Dataset entries:
* * * * * * * * *

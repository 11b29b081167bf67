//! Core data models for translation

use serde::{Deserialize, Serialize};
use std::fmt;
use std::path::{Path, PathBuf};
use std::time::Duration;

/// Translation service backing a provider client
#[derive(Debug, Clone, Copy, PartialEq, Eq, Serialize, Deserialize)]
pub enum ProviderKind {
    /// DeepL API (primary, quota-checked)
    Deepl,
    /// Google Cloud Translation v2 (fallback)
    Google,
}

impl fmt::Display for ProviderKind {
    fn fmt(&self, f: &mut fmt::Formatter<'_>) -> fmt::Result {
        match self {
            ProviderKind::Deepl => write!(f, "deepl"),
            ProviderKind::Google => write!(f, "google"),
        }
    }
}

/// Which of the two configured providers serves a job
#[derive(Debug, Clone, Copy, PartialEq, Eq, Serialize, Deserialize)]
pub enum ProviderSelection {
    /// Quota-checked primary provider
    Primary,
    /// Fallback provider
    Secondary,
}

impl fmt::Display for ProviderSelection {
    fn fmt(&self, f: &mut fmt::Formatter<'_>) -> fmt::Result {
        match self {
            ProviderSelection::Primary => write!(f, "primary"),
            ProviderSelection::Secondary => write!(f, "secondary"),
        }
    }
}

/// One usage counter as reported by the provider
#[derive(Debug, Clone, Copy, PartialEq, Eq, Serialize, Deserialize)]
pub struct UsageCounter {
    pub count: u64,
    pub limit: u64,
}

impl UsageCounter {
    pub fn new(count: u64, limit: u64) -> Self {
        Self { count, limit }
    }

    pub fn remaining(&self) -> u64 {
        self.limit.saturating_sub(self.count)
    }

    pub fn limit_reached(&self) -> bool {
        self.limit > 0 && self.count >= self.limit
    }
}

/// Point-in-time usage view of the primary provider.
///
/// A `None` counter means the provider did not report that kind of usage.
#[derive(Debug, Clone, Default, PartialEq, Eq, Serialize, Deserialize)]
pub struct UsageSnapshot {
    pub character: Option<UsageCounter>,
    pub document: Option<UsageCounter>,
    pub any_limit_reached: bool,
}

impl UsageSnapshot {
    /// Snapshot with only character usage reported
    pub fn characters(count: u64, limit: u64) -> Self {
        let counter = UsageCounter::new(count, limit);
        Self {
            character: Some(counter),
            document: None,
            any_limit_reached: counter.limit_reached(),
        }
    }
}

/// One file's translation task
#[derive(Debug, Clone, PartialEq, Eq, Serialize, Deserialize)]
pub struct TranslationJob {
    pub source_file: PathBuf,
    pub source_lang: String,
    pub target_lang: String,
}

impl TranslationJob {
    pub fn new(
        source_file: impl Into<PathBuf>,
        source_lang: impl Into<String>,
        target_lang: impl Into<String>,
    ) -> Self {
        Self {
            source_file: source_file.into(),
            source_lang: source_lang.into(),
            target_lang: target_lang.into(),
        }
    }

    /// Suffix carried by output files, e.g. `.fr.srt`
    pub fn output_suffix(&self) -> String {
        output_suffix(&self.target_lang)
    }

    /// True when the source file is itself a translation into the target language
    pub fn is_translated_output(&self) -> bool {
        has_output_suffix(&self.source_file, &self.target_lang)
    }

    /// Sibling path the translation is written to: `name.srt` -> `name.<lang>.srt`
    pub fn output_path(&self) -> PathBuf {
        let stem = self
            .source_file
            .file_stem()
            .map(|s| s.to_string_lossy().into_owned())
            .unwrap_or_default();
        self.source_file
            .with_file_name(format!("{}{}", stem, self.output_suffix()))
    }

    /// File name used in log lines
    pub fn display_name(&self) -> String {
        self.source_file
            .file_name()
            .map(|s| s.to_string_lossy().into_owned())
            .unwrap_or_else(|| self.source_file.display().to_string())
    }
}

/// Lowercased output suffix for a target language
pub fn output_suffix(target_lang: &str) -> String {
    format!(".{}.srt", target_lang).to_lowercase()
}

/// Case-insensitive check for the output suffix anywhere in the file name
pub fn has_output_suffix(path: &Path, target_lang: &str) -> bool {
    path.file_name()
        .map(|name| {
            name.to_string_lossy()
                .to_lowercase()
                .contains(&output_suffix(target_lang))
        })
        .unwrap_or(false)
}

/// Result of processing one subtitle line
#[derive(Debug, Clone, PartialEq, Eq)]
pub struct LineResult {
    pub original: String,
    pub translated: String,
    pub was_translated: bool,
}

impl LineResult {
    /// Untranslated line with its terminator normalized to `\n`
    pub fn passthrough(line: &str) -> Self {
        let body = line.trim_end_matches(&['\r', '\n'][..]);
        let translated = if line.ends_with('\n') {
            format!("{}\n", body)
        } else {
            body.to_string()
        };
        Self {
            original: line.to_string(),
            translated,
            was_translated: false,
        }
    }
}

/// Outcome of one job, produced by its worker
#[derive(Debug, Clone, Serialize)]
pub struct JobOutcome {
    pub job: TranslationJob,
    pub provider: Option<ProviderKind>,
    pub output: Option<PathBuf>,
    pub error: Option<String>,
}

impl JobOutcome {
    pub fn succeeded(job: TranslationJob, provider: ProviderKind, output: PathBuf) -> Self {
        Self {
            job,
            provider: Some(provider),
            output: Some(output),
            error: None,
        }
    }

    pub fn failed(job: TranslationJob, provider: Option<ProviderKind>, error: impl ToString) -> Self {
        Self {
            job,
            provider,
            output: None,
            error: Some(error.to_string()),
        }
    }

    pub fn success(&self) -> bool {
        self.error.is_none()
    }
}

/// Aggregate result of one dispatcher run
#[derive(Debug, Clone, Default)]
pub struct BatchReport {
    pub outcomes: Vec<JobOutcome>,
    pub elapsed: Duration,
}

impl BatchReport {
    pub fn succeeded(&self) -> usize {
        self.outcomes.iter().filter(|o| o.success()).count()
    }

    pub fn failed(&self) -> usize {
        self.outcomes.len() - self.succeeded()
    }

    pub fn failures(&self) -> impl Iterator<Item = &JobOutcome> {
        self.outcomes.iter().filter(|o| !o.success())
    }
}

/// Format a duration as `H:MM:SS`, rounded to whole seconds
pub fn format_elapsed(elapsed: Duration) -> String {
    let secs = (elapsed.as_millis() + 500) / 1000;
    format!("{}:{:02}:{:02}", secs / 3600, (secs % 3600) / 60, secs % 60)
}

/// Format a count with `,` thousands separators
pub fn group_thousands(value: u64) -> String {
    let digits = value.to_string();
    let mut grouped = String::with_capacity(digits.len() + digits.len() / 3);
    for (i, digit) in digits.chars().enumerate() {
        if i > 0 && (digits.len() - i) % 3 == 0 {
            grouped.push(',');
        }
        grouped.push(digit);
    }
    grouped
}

* * * * * * * * *

If a line in the data holds the string "PathBuf", copy that line.

use std::path::{Path, PathBuf};
    pub source_file: PathBuf,
        source_file: impl Into<PathBuf>,
    pub fn output_path(&self) -> PathBuf {
    pub output: Option<PathBuf>,
    pub fn succeeded(job: TranslationJob, provider: ProviderKind, output: PathBuf) -> Self {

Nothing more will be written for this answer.